実用編●患者会のコミュニケーションはSNSを活用、他●

提案者:和久井美紀 イラスト:はんだみちこ

和久井美紀(わくいみき)さん

アイザックス症候群りんごの会代表。アイザックス症候群とは、全身の神経が興奮し、あらゆる筋肉がピクピクします。また、痛みを伴う強い痙攣が起こり、歩行や運動が困難となるため、日常生活に支障を来す病気です。治療法がないため症状が強い時には寝て過ごすことも多いのですが、一緒に闘っている仲間がいると思うと心強く感じ、勇気が湧いてきます。


患者会のコミュニケーションはSNSを活用

私たちの病気は患者数が少なく、全国に患者が散らばっていて体調が悪い時には動くこともままならないため、患者同士で集まることが困難です。

そこで、SNSを活用しています。今まではメールで情報を共有していたのですが、それでは一方通行になるため、最近はラインを活用しています。ラインでグループを作成し、知りたいことや共有したいことがあった時に送り、空いている時間に返信をして会話ができます。病気のことはもちろん、他愛のない日常会話やテレビで観たことなど、みんなで話せる内容であれば何でもOKです。

現在は、12人のメンバーが参加しています。遠く離れていても、調子が悪くて横になったままでも、SNSでつながっていることは、一人じゃないと思え、心強いです。
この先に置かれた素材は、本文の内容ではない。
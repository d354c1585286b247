use crate::options::RenderOptions;
use crate::pathintegrator::PathIntegrator;
use geometry::camera::Camera;
use radiometry::color::Color;
use rand::rngs::StdRng;
use rand::{Rng, SeedableRng};
use rayon::prelude::*;
use scene::Scene;

/// Accumulates radiance sums per pixel, row-major.
#[derive(Debug, Clone, PartialEq)]
pub struct Film {
    width: u32,
    height: u32,
    spp: u32,
    sums: Vec<Color>,
}

impl Film {
    pub fn new((width, height): (u32, u32), spp: u32) -> Self {
        Self {
            width,
            height,
            spp,
            sums: vec![Color::black(); width as usize * height as usize],
        }
    }

    pub fn resolution(&self) -> (u32, u32) {
        (self.width, self.height)
    }

    pub fn spp(&self) -> u32 {
        self.spp
    }

    /// Row-major offset of pixel `(row, col)`, computed in `usize`.
    fn index(&self, row: u32, col: u32) -> usize {
        row as usize * self.width as usize + col as usize
    }

    /// Average radiance of pixel `(row, col)`.
    pub fn pixel(&self, row: u32, col: u32) -> Color {
        self.sums[self.index(row, col)] / self.spp.max(1) as f32
    }

    /// Averages of all pixels, row-major.
    pub fn pixels(&self) -> Vec<Color> {
        let n = self.spp.max(1) as f32;
        self.sums.iter().map(|&sum| sum / n).collect()
    }

    /// Mean of all pixel averages.
    pub fn mean(&self) -> Color {
        let count = self.sums.len().max(1) as f32;
        self.pixels().into_iter().sum::<Color>() / count
    }

    fn merge(&mut self, tile: Tile) {
        let width = (tile.col_end - tile.col_begin) as usize;
        for (i, row) in (tile.row_begin..tile.row_end).enumerate() {
            let src = &tile.sums[i * width..(i + 1) * width];
            let begin = self.index(row, tile.col_begin);
            for (dst, &sum) in self.sums[begin..begin + width].iter_mut().zip(src) {
                *dst += sum;
            }
        }
    }
}

/// A rectangular block of pixels rendered as one task.
#[derive(Debug)]
struct Tile {
    row_begin: u32,
    row_end: u32,
    col_begin: u32,
    col_end: u32,
    sums: Vec<Color>,
}

fn split_into_tiles((width, height): (u32, u32), tile_size: u32) -> Vec<Tile> {
    let tile_size = tile_size.max(1);
    let mut tiles = vec![];
    for row_begin in (0..height).step_by(tile_size as usize) {
        for col_begin in (0..width).step_by(tile_size as usize) {
            let row_end = (row_begin + tile_size).min(height);
            let col_end = (col_begin + tile_size).min(width);
            tiles.push(Tile {
                row_begin,
                row_end,
                col_begin,
                col_end,
                sums: Vec::with_capacity(
                    (row_end - row_begin) as usize * (col_end - col_begin) as usize,
                ),
            });
        }
    }
    tiles
}

/// Seeds the generator of a tile from the render seed and the tile index so that results do not
/// depend on which thread renders the tile.
fn tile_rng(seed: u64, tile_index: usize) -> StdRng {
    let mixed = seed ^ (tile_index as u64 + 1).wrapping_mul(0x9E37_79B9_7F4A_7C15);
    StdRng::seed_from_u64(mixed)
}

fn render_tile(
    mut tile: Tile, tile_index: usize, scene: &Scene, camera: &Camera,
    integrator: &PathIntegrator, options: &RenderOptions,
) -> Tile {
    let mut rng = tile_rng(options.seed, tile_index);
    for row in tile.row_begin..tile.row_end {
        for col in tile.col_begin..tile.col_end {
            let mut sum = Color::black();
            for _ in 0..options.spp {
                let ray = match camera.shoot_ray(row, col, rng.gen()) {
                    Some(ray) => ray,
                    None => continue,
                };
                let radiance = integrator.li(ray, scene, &mut rng);
                if radiance.is_finite() && !radiance.has_negative() {
                    sum += radiance;
                } else {
                    log::warn!(
                        "dropping radiance sample {} at pixel ({}, {})",
                        radiance,
                        row,
                        col
                    );
                }
            }
            tile.sums.push(sum);
        }
    }
    log::debug!(
        "tile #{} (rows {}..{}, cols {}..{}) done",
        tile_index,
        tile.row_begin,
        tile.row_end,
        tile.col_begin,
        tile.col_end
    );
    tile
}

/// Renders the scene as seen by `camera` with `options.spp` samples per pixel.
pub fn render(scene: &Scene, camera: &Camera, options: &RenderOptions) -> Film {
    let start_time = std::time::Instant::now();
    let integrator = options.integrator();
    let resolution = camera.resolution();
    let tiles = split_into_tiles(resolution, options.tile_size);

    let rendered: Vec<Tile> = if options.use_multi_thread {
        tiles
            .into_par_iter()
            .enumerate()
            .map(|(i, tile)| render_tile(tile, i, scene, camera, &integrator, options))
            .collect()
    } else {
        tiles
            .into_iter()
            .enumerate()
            .map(|(i, tile)| render_tile(tile, i, scene, camera, &integrator, options))
            .collect()
    };

    let mut film = Film::new(resolution, options.spp);
    for tile in rendered {
        film.merge(tile);
    }
    log::info!(
        "rendered {}x{} at {} spp in {:.2?}",
        resolution.0,
        resolution.1,
        options.spp,
        start_time.elapsed()
    );
    film
}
SNS初心者でもみんなで教え合い、いつの間にか上達するという利点もあります。


外出先のコミュニケーションで心がけている「ありがとう」と笑顔

体調が良い時には、外出したいと思っています。私は歩くこともできるのですが、長い距離を歩いたり、体を動かすことが続くと、後で体が悲鳴をあげてしまうため、車いすに乗って行動しています。

車いすに乗っていると、あらゆるところでいろいろな方にお手伝いをしていただくことも多いです。その際に「すみません」ではなく「ありがとうございます」と言うように心がけています。

「すみません」だと悪いことをして謝っているような気分になります。「ありがとう」という言葉は、言った方も、言われた方も、気持ちが良い言葉だと思いませんか?

そして、笑顔でいることを心がけています。ムスッとした顔では誰も手を貸したくなりません。お互いが気持ちよく過ごせるよう、心がけることが大切だと思っています。


握力低下もグリップの工夫で解決

私たちの病気は、筋力も低下するため、握力が落ちてしまいます。そのため、それぞれいろいろな工夫をしていることをSNSで話し合いました。

ペンやスプーン、歯ブラシなどの持ちにくさを改善するために、高級樹脂粘土のモデナを活用し、自分の持ちやすい形に変えて使います。太い方が持ちやすくしっくりくる方が多いです。

他にも、既製品のくるくるグリップやくるくるシリコングリップを使い分け、活用している方もいました。これらは、らせん状のスポンジやシリコンのグリップで、場合によっては手に巻き付けることも可能なため、落とすことがありません。「こんなのもあったよ」とみんなで共有しています。

ペットボトルのキャップが開けられるかどうかが、体調のバロメーターになることもあります。